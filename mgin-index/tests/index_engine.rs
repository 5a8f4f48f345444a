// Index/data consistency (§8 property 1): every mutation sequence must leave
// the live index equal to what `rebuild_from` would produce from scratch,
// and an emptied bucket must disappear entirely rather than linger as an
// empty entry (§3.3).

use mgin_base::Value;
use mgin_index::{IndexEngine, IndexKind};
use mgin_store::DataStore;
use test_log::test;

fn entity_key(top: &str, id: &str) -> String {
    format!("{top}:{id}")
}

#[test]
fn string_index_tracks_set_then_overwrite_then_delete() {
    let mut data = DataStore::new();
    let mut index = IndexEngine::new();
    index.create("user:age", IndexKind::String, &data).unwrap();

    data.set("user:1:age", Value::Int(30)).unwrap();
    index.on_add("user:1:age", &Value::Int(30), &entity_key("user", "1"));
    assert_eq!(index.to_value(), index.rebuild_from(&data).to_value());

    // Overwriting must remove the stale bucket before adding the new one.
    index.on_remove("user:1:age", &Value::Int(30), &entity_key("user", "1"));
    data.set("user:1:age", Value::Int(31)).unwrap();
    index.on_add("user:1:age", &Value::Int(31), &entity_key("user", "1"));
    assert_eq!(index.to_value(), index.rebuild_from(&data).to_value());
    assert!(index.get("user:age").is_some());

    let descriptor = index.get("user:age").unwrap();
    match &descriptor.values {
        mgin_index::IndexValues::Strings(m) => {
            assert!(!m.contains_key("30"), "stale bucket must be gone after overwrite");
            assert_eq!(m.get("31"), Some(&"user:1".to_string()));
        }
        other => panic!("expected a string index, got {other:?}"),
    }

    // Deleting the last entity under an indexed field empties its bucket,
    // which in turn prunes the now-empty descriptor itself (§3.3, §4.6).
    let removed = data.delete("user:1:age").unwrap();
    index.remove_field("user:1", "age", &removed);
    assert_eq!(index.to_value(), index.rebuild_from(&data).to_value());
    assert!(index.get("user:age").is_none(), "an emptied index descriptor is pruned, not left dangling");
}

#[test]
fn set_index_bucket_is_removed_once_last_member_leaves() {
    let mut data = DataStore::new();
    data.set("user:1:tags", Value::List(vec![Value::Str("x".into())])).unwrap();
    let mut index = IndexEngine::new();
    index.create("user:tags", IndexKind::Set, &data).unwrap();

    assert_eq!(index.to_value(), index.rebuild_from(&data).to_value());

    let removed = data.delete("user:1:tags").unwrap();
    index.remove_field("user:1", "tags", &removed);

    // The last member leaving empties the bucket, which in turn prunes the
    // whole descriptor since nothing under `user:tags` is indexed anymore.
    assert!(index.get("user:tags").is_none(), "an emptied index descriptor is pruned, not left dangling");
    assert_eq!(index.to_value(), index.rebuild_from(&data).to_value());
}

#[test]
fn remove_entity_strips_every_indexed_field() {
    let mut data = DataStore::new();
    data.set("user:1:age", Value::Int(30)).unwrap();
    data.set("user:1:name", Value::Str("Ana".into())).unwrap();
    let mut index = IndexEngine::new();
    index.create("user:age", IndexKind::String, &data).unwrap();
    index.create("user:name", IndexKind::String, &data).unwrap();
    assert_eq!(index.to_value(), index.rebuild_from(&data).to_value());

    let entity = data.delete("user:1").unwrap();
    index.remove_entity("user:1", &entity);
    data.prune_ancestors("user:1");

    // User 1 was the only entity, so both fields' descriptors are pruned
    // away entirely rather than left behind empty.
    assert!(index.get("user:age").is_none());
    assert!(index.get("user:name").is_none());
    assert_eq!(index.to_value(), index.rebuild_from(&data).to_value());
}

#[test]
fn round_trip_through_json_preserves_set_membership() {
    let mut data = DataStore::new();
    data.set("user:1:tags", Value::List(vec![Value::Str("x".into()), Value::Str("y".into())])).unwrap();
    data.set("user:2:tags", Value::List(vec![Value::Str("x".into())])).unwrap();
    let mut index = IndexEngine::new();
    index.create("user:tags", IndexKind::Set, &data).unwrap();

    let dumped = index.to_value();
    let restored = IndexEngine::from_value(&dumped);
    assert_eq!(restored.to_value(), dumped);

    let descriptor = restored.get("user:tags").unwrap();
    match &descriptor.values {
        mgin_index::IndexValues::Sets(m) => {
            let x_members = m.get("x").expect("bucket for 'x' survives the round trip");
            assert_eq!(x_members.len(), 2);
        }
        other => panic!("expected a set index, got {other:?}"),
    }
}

------------------------

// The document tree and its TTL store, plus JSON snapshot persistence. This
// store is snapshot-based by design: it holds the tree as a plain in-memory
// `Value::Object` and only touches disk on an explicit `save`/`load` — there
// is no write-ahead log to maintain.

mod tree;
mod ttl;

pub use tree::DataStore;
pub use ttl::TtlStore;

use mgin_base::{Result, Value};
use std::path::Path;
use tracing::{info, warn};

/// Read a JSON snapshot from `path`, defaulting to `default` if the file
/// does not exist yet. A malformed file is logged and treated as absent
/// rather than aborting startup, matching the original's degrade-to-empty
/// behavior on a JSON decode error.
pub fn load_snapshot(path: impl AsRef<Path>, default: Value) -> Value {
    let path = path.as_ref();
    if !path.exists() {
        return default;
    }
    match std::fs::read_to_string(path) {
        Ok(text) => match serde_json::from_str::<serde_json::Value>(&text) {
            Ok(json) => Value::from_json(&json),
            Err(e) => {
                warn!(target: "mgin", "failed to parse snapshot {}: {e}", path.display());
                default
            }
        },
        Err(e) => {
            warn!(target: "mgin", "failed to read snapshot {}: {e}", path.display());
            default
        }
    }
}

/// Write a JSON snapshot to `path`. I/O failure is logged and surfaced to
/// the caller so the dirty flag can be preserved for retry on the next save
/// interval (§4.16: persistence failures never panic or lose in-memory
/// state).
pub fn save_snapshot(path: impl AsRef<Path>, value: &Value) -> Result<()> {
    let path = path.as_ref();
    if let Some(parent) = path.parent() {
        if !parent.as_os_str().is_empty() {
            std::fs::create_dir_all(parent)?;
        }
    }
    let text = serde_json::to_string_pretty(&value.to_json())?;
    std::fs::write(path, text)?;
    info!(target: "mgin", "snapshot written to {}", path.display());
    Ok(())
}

------------------------

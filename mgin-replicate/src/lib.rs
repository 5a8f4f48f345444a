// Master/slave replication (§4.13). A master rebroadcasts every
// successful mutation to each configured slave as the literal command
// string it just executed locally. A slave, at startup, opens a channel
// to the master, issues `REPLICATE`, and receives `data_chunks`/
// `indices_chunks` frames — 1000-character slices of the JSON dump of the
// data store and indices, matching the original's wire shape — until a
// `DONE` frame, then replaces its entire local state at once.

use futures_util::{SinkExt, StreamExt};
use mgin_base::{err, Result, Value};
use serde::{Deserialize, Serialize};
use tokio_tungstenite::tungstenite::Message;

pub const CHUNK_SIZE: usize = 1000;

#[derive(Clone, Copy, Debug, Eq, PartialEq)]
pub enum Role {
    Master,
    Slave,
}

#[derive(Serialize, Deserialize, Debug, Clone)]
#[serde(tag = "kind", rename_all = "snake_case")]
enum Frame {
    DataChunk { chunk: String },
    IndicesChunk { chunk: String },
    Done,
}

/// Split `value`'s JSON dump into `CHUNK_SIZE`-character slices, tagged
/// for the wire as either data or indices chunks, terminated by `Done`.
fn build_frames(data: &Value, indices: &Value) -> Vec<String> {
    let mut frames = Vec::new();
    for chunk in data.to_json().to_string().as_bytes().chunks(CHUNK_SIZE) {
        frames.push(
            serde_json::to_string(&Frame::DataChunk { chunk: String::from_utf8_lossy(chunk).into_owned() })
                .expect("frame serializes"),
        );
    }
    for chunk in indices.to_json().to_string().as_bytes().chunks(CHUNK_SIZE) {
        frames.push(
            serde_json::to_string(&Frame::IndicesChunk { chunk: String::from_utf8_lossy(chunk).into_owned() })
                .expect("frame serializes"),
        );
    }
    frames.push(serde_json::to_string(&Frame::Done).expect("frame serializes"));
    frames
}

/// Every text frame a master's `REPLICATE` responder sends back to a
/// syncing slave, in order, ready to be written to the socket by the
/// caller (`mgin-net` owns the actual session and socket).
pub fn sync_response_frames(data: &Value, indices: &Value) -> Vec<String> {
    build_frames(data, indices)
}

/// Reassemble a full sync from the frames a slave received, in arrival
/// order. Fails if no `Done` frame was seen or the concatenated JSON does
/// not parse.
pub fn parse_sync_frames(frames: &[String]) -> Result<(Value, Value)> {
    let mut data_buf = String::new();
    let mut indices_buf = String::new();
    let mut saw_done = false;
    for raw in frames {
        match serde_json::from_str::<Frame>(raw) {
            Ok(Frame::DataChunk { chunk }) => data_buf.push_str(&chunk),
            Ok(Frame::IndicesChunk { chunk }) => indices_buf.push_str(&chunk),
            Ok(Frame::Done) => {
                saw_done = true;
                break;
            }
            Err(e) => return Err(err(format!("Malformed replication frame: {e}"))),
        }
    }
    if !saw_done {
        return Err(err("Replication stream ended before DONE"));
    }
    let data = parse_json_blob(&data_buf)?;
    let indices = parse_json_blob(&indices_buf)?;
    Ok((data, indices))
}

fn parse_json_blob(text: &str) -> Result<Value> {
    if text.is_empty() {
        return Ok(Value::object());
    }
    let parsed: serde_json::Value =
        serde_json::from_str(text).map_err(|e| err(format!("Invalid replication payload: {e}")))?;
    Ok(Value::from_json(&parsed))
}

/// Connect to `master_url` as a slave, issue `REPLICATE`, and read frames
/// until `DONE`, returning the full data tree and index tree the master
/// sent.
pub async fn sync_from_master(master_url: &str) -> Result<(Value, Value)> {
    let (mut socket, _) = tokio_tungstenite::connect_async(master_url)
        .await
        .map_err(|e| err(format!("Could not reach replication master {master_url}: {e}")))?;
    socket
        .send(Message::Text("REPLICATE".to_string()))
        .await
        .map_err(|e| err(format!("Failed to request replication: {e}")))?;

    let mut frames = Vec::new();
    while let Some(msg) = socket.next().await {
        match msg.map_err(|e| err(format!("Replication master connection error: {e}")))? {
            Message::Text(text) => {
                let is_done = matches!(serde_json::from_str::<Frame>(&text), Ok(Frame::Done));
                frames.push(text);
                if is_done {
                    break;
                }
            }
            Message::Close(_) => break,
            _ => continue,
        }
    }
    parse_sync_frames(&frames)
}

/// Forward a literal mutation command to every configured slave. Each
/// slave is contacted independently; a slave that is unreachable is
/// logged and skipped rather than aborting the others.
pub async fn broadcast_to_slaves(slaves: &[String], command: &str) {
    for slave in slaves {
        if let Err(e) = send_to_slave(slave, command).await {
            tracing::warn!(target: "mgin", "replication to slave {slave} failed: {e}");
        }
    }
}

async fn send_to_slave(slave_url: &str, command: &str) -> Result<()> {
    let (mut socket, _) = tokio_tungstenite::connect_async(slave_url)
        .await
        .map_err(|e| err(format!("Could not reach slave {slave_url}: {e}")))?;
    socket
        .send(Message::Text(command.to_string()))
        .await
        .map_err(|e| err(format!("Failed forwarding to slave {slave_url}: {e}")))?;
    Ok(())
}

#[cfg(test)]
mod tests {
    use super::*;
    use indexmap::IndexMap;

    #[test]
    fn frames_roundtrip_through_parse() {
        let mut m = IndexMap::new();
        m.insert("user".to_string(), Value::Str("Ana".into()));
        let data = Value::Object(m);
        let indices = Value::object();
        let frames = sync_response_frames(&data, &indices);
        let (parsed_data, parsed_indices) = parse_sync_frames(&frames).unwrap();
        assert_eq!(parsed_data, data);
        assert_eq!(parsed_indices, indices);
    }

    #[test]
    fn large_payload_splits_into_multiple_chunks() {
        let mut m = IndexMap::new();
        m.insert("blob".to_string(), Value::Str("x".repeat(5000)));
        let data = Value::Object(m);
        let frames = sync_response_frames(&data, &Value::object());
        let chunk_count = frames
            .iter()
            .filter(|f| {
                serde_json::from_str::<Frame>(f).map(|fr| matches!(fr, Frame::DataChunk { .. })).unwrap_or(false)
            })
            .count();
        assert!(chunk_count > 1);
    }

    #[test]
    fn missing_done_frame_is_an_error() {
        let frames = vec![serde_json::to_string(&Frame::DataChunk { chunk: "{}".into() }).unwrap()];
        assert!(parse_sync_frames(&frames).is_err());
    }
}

------------------------

## EXERCISE DESCRIPTION
Wherever the word "List" appears in the entries above, copy that line.

## OUTPUT
    data.set("user:1:tags", Value::List(vec![Value::Str("x".into())])).unwrap();
    data.set("user:1:tags", Value::List(vec![Value::Str("x".into()), Value::Str("y".into())])).unwrap();
    data.set("user:2:tags", Value::List(vec![Value::Str("x".into())])).unwrap();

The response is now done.